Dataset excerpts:

--

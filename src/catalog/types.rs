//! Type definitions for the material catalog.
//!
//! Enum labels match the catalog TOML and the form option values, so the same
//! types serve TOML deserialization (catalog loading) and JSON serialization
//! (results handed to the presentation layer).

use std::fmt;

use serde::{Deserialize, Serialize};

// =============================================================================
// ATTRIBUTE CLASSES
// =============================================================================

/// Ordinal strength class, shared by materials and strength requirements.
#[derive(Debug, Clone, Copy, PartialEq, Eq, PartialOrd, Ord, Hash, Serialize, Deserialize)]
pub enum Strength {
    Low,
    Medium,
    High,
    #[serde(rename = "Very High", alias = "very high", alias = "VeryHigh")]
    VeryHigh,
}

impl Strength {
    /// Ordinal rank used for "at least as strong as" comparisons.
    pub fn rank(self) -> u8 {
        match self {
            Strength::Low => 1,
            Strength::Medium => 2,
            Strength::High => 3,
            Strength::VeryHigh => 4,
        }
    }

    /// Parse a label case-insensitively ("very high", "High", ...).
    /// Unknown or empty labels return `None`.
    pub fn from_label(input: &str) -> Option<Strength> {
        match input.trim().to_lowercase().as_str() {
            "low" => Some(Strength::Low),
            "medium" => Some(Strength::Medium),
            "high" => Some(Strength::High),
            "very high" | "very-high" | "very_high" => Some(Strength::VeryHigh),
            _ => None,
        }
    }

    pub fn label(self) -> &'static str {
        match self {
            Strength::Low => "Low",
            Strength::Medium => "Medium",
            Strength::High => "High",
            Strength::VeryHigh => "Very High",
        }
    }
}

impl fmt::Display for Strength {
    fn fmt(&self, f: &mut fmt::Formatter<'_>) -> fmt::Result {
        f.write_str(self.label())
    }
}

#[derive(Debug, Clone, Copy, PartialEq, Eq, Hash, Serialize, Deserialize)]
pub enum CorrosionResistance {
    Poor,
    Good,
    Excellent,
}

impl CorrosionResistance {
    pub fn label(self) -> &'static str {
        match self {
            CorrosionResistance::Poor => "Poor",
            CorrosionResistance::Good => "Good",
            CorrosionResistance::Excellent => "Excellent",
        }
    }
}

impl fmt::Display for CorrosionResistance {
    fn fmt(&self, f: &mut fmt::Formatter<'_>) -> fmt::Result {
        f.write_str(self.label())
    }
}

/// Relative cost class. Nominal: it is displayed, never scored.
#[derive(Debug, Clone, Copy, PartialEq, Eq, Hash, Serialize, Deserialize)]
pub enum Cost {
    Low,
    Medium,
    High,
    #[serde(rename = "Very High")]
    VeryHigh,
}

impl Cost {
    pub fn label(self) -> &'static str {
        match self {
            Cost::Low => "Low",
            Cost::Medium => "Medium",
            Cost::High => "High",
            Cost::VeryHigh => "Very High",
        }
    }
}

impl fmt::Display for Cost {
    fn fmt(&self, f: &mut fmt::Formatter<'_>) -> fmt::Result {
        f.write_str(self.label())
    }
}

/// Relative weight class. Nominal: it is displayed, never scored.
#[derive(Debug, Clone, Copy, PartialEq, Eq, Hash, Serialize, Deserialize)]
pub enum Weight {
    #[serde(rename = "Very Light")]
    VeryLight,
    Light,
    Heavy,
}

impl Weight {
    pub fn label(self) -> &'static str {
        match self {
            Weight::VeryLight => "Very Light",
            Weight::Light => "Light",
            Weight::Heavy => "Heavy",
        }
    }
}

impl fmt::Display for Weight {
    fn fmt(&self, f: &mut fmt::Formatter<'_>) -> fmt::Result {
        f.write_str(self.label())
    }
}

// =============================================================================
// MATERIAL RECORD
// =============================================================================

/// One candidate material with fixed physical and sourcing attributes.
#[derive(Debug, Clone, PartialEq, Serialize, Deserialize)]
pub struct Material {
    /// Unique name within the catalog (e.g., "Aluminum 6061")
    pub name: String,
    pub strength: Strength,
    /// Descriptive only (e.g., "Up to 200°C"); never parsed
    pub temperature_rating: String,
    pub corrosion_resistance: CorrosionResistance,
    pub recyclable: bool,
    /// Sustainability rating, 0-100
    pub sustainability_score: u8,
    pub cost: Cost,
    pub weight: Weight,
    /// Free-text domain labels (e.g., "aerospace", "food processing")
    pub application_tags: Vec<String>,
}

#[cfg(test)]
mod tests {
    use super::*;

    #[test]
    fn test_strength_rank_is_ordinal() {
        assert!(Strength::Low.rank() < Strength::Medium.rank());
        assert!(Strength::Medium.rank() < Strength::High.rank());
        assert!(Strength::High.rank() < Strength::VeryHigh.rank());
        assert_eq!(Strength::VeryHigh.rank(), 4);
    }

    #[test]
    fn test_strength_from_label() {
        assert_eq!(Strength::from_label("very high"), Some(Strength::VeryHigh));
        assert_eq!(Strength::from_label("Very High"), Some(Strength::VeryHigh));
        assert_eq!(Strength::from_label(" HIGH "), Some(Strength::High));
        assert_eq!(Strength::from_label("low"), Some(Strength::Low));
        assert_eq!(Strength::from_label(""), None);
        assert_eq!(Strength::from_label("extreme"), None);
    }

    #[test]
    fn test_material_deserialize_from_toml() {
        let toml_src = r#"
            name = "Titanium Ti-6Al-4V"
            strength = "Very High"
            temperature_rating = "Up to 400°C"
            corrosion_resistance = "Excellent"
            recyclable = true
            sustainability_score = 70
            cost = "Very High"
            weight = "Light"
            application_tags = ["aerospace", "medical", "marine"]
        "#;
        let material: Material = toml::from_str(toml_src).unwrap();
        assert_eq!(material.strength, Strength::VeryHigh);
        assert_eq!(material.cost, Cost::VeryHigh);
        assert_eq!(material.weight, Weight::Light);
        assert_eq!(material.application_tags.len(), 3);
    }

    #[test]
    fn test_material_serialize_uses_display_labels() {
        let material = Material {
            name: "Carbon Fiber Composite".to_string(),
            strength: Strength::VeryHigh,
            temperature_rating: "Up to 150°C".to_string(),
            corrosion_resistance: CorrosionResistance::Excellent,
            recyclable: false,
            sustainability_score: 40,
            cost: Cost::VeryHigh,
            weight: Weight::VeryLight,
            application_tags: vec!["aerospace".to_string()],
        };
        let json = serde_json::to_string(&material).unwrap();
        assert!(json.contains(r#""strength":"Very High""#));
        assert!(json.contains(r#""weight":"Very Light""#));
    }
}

--

▶ [Your objective]:
Line by line, output the data precisely as shown above.

▶ [Result of the exercise]:
filename src/catalog/types.rs
//! Type definitions for the material catalog.
//!
//! Enum labels match the catalog TOML and the form option values, so the same
//! types serve TOML deserialization (catalog loading) and JSON serialization
//! (results handed to the presentation layer).

use std::fmt;

use serde::{Deserialize, Serialize};

// =============================================================================
// ATTRIBUTE CLASSES
// =============================================================================

/// Ordinal strength class, shared by materials and strength requirements.
#[derive(Debug, Clone, Copy, PartialEq, Eq, PartialOrd, Ord, Hash, Serialize, Deserialize)]
pub enum Strength {
    Low,
    Medium,
    High,
    #[serde(rename = "Very High", alias = "very high", alias = "VeryHigh")]
    VeryHigh,
}

impl Strength {
    /// Ordinal rank used for "at least as strong as" comparisons.
    pub fn rank(self) -> u8 {
        match self {
            Strength::Low => 1,
            Strength::Medium => 2,
            Strength::High => 3,
            Strength::VeryHigh => 4,
        }
    }

    /// Parse a label case-insensitively ("very high", "High", ...).
    /// Unknown or empty labels return `None`.
    pub fn from_label(input: &str) -> Option<Strength> {
        match input.trim().to_lowercase().as_str() {
            "low" => Some(Strength::Low),
            "medium" => Some(Strength::Medium),
            "high" => Some(Strength::High),
            "very high" | "very-high" | "very_high" => Some(Strength::VeryHigh),
            _ => None,
        }
    }

    pub fn label(self) -> &'static str {
        match self {
            Strength::Low => "Low",
            Strength::Medium => "Medium",
            Strength::High => "High",
            Strength::VeryHigh => "Very High",
        }
    }
}

impl fmt::Display for Strength {
    fn fmt(&self, f: &mut fmt::Formatter<'_>) -> fmt::Result {
        f.write_str(self.label())
    }
}

#[derive(Debug, Clone, Copy, PartialEq, Eq, Hash, Serialize, Deserialize)]
pub enum CorrosionResistance {
    Poor,
    Good,
    Excellent,
}

impl CorrosionResistance {
    pub fn label(self) -> &'static str {
        match self {
            CorrosionResistance::Poor => "Poor",
            CorrosionResistance::Good => "Good",
            CorrosionResistance::Excellent => "Excellent",
        }
    }
}

impl fmt::Display for CorrosionResistance {
    fn fmt(&self, f: &mut fmt::Formatter<'_>) -> fmt::Result {
        f.write_str(self.label())
    }
}

/// Relative cost class. Nominal: it is displayed, never scored.
#[derive(Debug, Clone, Copy, PartialEq, Eq, Hash, Serialize, Deserialize)]
pub enum Cost {
    Low,
    Medium,
    High,
    #[serde(rename = "Very High")]
    VeryHigh,
}

impl Cost {
    pub fn label(self) -> &'static str {
        match self {
            Cost::Low => "Low",
            Cost::Medium => "Medium",
            Cost::High => "High",
            Cost::VeryHigh => "Very High",
        }
    }
}

impl fmt::Display for Cost {
    fn fmt(&self, f: &mut fmt::Formatter<'_>) -> fmt::Result {
        f.write_str(self.label())
    }
}

/// Relative weight class. Nominal: it is displayed, never scored.
#[derive(Debug, Clone, Copy, PartialEq, Eq, Hash, Serialize, Deserialize)]
pub enum Weight {
    #[serde(rename = "Very Light")]
    VeryLight,
    Light,
    Heavy,
}

impl Weight {
    pub fn label(self) -> &'static str {
        match self {
            Weight::VeryLight => "Very Light",
            Weight::Light => "Light",
            Weight::Heavy => "Heavy",
        }
    }
}

impl fmt::Display for Weight {
    fn fmt(&self, f: &mut fmt::Formatter<'_>) -> fmt::Result {
        f.write_str(self.label())
    }
}

// =============================================================================
// MATERIAL RECORD
// =============================================================================

/// One candidate material with fixed physical and sourcing attributes.
#[derive(Debug, Clone, PartialEq, Serialize, Deserialize)]
pub struct Material {
    /// Unique name within the catalog (e.g., "Aluminum 6061")
    pub name: String,
    pub strength: Strength,
    /// Descriptive only (e.g., "Up to 200°C"); never parsed
    pub temperature_rating: String,
    pub corrosion_resistance: CorrosionResistance,
    pub recyclable: bool,
    /// Sustainability rating, 0-100
    pub sustainability_score: u8,
    pub cost: Cost,
    pub weight: Weight,
    /// Free-text domain labels (e.g., "aerospace", "food processing")
    pub application_tags: Vec<String>,
}

#[cfg(test)]
mod tests {
    use super::*;

    #[test]
    fn test_strength_rank_is_ordinal() {
        assert!(Strength::Low.rank() < Strength::Medium.rank());
        assert!(Strength::Medium.rank() < Strength::High.rank());
        assert!(Strength::High.rank() < Strength::VeryHigh.rank());
        assert_eq!(Strength::VeryHigh.rank(), 4);
    }

    #[test]
    fn test_strength_from_label() {
        assert_eq!(Strength::from_label("very high"), Some(Strength::VeryHigh));
        assert_eq!(Strength::from_label("Very High"), Some(Strength::VeryHigh));
        assert_eq!(Strength::from_label(" HIGH "), Some(Strength::High));
        assert_eq!(Strength::from_label("low"), Some(Strength::Low));
        assert_eq!(Strength::from_label(""), None);
        assert_eq!(Strength::from_label("extreme"), None);
    }

    #[test]
    fn test_material_deserialize_from_toml() {
        let toml_src = r#"
            name = "Titanium Ti-6Al-4V"
            strength = "Very High"
            temperature_rating = "Up to 400°C"
            corrosion_resistance = "Excellent"
            recyclable = true
            sustainability_score = 70
            cost = "Very High"
            weight = "Light"
            application_tags = ["aerospace", "medical", "marine"]
        "#;
        let material: Material = toml::from_str(toml_src).unwrap();
        assert_eq!(material.strength, Strength::VeryHigh);
        assert_eq!(material.cost, Cost::VeryHigh);
        assert_eq!(material.weight, Weight::Light);
        assert_eq!(material.application_tags.len(), 3);
    }

    #[test]
    fn test_material_serialize_uses_display_labels() {
        let material = Material {
            name: "Carbon Fiber Composite".to_string(),
            strength: Strength::VeryHigh,
            temperature_rating: "Up to 150°C".to_string(),
            corrosion_resistance: CorrosionResistance::Excellent,
            recyclable: false,
            sustainability_score: 40,
            cost: Cost::VeryHigh,
            weight: Weight::VeryLight,
            application_tags: vec!["aerospace".to_string()],
        };
        let json = serde_json::to_string(&material).unwrap();
        assert!(json.contains(r#""strength":"Very High""#));
        assert!(json.contains(r#""weight":"Very Light""#));
    }
}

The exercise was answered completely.